Oil Search output dips in June quarter

Papua New Guinea-focused Oil Search said it is sticking with 2017 production guidance despite output in the second quarter slipping due to planned maintenance at its operations and Exxon Mobil Corp’s PNG LNG gas-export facility.

Production for the quarter declined 4.4 per cent quarter-over-quarter to 7.24 million barrels of oil equivalent in the three months through June, and inched down 0.5 per cent to 14.81 million barrels for the first half of the year.

That left the company (OSH) on track to produce 28.5 million to 30.5 million barrels for the year, the company said.

The company, based in the Papua New Guinea capital of Port Moresby and listed in Australia, said it also continued to expect operating costs would be between $US135 million and $US145 million and overall capital expenditure $US380 million-$US480 million.
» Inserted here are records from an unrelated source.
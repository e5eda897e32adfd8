//! UpdateRiskProfile - Command handler applying a risk assessment.

use std::sync::Arc;

use crate::application::handlers::mirror::mirror_event;
use crate::domain::foundation::{CommandMetadata, DomainError, EventId, Timestamp, UserId};
use crate::domain::user::{RiskAssessment, RiskProfileUpdated, UserRiskProfile};
use crate::ports::{EventPublisher, UserRepository};

#[derive(Debug, Clone)]
pub struct UpdateRiskProfileCommand {
    pub user_id: UserId,
    pub assessment: RiskAssessment,
}

#[derive(Debug, Clone)]
pub struct UpdateRiskProfileResult {
    pub profile: UserRiskProfile,
    pub mirror_error: Option<String>,
}

pub struct UpdateRiskProfileHandler {
    users: Arc<dyn UserRepository>,
    publisher: Arc<dyn EventPublisher>,
}

impl UpdateRiskProfileHandler {
    pub fn new(users: Arc<dyn UserRepository>, publisher: Arc<dyn EventPublisher>) -> Self {
        Self { users, publisher }
    }

    pub async fn handle(
        &self,
        cmd: UpdateRiskProfileCommand,
        metadata: CommandMetadata,
    ) -> Result<UpdateRiskProfileResult, DomainError> {
        let investor = self
            .users
            .find_by_id(&cmd.user_id)
            .await?
            .ok_or_else(|| DomainError::user_not_found(&cmd.user_id))?;

        let now = Timestamp::now();
        let profile = investor.risk_profile.assessed(cmd.assessment, now)?;
        let investor = investor.with_risk_profile(profile.clone(), now);
        self.users.save(&investor).await?;

        tracing::info!(
            user_id = %cmd.user_id,
            tolerance = %profile.tolerance,
            "Risk profile updated"
        );

        let event = RiskProfileUpdated {
            event_id: EventId::new(),
            user_id: cmd.user_id.clone(),
            tolerance: profile.tolerance,
            tolerance_score: profile.effective_tolerance_score(),
            time_horizon: profile.time_horizon,
            updated_at: now,
        };
        let mirror_error = mirror_event(self.publisher.as_ref(), &event, &metadata).await;

        Ok(UpdateRiskProfileResult {
            profile,
            mirror_error,
        })
    }
}

#[cfg(test)]
mod tests {
    use super::*;
    use crate::adapters::events::InMemoryEventPublisher;
    use crate::adapters::storage::InMemoryUserRepository;
    use crate::application::handlers::mirror::test_support::{investor, metadata, user_id};
    use crate::domain::foundation::ErrorCode;
    use crate::domain::user::{RiskTolerance, TimeHorizon};
    use std::collections::BTreeSet;

    async fn setup() -> (
        UpdateRiskProfileHandler,
        Arc<InMemoryUserRepository>,
        Arc<InMemoryEventPublisher>,
    ) {
        let users = Arc::new(InMemoryUserRepository::new());
        users.save(&investor()).await.unwrap();
        let publisher = Arc::new(InMemoryEventPublisher::new());
        (
            UpdateRiskProfileHandler::new(users.clone(), publisher.clone()),
            users,
            publisher,
        )
    }

    fn cmd(tolerance: RiskTolerance) -> UpdateRiskProfileCommand {
        UpdateRiskProfileCommand {
            user_id: user_id(),
            assessment: RiskAssessment {
                tolerance,
                investment_goals: Some(BTreeSet::from(["solar".to_string()])),
                time_horizon: Some(TimeHorizon::Long),
                max_investment_per_project: Some(2_500.0),
            },
        }
    }

    #[tokio::test]
    async fn stamps_assessment_score_and_saves() {
        let (handler, users, publisher) = setup().await;

        let result = handler
            .handle(cmd(RiskTolerance::Aggressive), metadata())
            .await
            .unwrap();

        assert_eq!(result.profile.tolerance_score, Some(75.0));
        assert!(result.profile.last_assessment_date.is_some());
        assert_eq!(result.mirror_error, None);

        let saved = users.find_by_id(&user_id()).await.unwrap().unwrap();
        assert_eq!(saved.risk_profile, result.profile);
        assert_eq!(saved.risk_profile.max_investment_per_project, 2_500.0);

        let events = publisher.events_of_type("risk_profile.updated.v1");
        assert_eq!(events.len(), 1);
        let payload: RiskProfileUpdated = events[0].payload_as().unwrap();
        assert_eq!(payload.tolerance_score, 75.0);
    }

    #[tokio::test]
    async fn negative_cap_is_rejected() {
        let (handler, _, publisher) = setup().await;
        let mut bad = cmd(RiskTolerance::Moderate);
        bad.assessment.max_investment_per_project = Some(-1.0);

        let err = handler.handle(bad, metadata()).await.unwrap_err();

        assert_eq!(err.code, ErrorCode::ValidationFailed);
        assert_eq!(publisher.event_count(), 0);
    }

    #[tokio::test]
    async fn mirror_failure_still_saves_profile() {
        let (handler, users, publisher) = setup().await;
        publisher.set_failing(true);

        let result = handler
            .handle(cmd(RiskTolerance::Conservative), metadata())
            .await
            .unwrap();

        assert!(result.mirror_error.is_some());
        let saved = users.find_by_id(&user_id()).await.unwrap().unwrap();
        assert_eq!(saved.risk_profile.tolerance_score, Some(25.0));
    }
}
Sales revenue for the second quarter was 3 per cent lower at $US332.5 million, as a rise in the average price it realised for liquefied natural gas offset a fall in the oil price, but was 16 per cent higher for the first half at $US676.2 million. There is a lag between crude-oil and prices for LNG, which are often benchmarked against oil.

Oil Search’s main asset is a 29 per cent stake in the PNG LNG gas-export project operated by Exxon that began producing in April 2014. It also owns assets, including a near-23 per cent interest in the prospective Elk and Antelope gas fields in Papua New Guinea being developed by France’s Total SA.

The company said there was strong customer interest in longer-term LNG supply agreements, and Exxon continued to market up to 1.3 million tonnes in fuel from the PNG LNG project. Output from the project averaged 8.65 million tonnes a year in June, the highest rate since start-up, it added.